Only the lines below from the one containing "pub fn get(&self, mark_type: MarkType)" to the one containing "self.get(mark_type).is_some()" should be repeated, both included and unchanged.

(Saved entries)

- Opening Delimiter -

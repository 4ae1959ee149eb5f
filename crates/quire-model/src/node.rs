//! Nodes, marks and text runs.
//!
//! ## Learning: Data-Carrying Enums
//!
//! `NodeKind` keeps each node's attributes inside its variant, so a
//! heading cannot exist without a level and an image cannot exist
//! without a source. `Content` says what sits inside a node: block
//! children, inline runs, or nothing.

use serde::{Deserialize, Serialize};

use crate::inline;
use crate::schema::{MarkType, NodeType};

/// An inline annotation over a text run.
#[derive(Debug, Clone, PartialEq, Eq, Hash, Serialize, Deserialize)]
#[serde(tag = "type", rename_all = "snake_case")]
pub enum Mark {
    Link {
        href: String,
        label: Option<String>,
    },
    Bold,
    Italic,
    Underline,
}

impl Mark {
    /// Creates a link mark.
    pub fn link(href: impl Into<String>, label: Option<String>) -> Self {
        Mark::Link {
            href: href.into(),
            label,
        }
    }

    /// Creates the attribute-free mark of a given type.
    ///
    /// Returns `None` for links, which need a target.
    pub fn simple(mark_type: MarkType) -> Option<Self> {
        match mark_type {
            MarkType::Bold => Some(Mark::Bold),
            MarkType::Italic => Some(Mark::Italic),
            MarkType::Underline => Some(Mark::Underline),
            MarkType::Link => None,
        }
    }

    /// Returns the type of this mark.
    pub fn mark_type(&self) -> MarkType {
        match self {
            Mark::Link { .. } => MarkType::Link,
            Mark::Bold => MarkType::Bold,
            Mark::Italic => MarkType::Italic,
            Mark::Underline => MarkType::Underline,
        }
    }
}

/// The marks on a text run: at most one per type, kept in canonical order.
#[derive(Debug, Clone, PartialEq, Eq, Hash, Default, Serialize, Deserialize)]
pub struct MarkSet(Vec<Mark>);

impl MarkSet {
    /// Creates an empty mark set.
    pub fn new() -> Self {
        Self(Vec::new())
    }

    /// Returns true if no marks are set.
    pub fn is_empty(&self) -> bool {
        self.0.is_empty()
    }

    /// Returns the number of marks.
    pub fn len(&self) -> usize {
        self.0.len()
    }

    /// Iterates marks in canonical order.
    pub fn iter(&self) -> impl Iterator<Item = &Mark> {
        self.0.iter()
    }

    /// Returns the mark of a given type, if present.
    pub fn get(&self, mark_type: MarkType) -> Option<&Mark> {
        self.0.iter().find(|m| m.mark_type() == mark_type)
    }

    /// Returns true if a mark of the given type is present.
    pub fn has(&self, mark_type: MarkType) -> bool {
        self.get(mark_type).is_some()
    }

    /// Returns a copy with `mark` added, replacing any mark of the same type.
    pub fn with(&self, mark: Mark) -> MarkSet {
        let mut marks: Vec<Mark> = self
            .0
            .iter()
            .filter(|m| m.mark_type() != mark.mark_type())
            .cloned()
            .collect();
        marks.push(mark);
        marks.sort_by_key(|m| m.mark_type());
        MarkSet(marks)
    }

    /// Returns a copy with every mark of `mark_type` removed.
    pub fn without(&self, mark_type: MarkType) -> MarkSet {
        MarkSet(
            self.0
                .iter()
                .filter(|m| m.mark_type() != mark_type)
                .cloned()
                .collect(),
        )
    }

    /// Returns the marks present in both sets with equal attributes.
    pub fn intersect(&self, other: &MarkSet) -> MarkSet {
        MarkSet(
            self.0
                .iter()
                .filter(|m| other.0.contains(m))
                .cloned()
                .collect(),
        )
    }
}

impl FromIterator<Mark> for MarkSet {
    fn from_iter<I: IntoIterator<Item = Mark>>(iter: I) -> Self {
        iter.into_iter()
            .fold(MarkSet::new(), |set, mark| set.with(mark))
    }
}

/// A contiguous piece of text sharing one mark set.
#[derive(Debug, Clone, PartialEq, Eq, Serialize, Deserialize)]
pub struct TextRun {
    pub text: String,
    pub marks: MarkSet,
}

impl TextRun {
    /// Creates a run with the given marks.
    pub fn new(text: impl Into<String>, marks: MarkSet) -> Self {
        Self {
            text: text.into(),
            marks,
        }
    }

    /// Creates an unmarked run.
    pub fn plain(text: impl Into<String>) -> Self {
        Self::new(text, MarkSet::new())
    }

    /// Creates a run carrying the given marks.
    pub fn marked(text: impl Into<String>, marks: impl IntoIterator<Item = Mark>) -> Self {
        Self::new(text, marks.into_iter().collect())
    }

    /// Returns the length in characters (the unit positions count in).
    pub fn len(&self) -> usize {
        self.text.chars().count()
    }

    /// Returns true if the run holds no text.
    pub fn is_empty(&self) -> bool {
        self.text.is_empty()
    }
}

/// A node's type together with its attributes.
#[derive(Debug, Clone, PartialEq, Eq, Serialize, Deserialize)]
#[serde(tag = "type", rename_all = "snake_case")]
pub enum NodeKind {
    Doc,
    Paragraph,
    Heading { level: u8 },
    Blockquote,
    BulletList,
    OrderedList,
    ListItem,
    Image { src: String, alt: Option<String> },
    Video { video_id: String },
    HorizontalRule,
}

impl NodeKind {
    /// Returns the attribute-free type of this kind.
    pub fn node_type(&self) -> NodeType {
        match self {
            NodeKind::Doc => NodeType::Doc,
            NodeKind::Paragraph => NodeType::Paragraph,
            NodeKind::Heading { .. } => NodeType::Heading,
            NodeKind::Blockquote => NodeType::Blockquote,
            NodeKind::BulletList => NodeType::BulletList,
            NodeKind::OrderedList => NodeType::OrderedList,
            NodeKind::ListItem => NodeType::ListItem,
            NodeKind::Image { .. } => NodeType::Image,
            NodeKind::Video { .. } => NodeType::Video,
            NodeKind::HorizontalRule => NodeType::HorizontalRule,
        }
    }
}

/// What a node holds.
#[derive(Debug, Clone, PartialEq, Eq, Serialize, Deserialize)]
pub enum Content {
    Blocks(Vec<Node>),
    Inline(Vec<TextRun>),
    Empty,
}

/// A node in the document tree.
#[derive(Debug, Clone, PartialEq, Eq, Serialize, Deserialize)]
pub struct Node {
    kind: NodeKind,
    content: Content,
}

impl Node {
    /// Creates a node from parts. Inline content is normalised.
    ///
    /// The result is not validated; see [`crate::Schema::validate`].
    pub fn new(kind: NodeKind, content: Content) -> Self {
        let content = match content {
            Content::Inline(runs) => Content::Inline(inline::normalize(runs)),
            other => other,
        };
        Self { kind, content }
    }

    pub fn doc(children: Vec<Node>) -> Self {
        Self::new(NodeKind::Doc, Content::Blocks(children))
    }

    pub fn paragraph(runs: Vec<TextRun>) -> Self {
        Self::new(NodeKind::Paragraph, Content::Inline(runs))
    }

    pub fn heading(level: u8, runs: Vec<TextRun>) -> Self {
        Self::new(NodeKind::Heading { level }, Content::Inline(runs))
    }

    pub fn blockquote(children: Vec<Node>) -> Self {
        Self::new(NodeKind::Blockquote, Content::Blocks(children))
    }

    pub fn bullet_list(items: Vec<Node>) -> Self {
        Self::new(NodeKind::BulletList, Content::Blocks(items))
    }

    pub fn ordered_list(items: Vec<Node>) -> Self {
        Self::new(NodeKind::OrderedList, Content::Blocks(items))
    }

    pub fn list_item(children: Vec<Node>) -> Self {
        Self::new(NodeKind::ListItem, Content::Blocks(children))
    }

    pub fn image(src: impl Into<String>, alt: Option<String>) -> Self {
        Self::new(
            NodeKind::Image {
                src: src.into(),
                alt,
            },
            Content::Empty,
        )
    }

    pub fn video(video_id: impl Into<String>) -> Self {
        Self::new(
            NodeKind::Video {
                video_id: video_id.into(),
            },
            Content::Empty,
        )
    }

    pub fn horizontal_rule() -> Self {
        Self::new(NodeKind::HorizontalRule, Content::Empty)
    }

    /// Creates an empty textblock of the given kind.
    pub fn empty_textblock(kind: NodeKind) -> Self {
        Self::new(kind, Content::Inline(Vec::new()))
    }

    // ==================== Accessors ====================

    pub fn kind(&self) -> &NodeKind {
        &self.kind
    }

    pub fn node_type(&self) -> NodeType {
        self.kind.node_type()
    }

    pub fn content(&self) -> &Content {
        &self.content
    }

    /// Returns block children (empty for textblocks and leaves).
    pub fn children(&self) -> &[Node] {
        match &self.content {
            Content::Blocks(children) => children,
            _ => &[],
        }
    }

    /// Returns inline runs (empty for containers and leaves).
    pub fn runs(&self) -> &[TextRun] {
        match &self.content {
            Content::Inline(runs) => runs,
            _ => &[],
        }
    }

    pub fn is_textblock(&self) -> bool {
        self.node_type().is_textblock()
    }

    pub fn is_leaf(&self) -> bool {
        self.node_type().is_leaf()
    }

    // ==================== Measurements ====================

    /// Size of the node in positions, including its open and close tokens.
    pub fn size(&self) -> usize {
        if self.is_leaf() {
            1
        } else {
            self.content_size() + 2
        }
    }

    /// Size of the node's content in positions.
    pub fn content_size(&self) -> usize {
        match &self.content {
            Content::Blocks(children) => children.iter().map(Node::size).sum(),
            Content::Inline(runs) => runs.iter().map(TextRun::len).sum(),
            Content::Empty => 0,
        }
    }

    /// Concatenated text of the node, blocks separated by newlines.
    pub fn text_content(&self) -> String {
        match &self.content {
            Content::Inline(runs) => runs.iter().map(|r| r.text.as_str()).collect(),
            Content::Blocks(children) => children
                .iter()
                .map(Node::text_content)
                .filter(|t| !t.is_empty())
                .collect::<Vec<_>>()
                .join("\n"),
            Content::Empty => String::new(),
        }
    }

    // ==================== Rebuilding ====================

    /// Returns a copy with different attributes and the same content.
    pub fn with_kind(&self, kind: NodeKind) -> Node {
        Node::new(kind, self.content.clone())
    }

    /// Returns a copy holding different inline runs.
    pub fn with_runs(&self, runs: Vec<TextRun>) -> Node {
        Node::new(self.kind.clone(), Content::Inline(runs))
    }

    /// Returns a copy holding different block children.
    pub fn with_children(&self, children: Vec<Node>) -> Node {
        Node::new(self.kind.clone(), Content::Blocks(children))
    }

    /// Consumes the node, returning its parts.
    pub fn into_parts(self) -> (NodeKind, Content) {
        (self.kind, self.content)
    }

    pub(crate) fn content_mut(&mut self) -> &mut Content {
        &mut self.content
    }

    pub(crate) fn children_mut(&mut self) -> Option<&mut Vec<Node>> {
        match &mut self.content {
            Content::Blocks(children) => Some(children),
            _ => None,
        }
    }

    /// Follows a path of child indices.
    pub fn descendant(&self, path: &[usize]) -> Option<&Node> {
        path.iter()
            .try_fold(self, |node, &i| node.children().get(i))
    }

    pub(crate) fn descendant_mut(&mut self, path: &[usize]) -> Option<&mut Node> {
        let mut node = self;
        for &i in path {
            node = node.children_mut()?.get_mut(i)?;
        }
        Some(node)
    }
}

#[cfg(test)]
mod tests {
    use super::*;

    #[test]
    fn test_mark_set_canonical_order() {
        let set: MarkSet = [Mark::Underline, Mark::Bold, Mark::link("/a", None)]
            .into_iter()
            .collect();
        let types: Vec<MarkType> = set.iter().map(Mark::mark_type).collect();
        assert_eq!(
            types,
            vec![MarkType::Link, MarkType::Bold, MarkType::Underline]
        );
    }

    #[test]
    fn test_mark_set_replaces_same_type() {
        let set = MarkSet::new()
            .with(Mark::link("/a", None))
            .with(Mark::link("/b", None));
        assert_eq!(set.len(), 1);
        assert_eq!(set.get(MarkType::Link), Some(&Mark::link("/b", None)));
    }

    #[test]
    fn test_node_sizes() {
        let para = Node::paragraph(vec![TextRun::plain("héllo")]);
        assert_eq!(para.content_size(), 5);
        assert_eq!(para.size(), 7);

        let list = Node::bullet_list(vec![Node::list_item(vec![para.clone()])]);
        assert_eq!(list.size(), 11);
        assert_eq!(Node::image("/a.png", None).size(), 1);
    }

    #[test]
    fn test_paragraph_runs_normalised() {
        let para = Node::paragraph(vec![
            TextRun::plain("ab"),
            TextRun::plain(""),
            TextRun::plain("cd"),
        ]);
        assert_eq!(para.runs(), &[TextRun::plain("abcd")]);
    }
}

- Closing Delimiter -

- [EXERCISE ANSWER]:
    pub fn get(&self, mark_type: MarkType) -> Option<&Mark> {
        self.0.iter().find(|m| m.mark_type() == mark_type)
    }

    /// Returns true if a mark of the given type is present.
    pub fn has(&self, mark_type: MarkType) -> bool {
        self.get(mark_type).is_some()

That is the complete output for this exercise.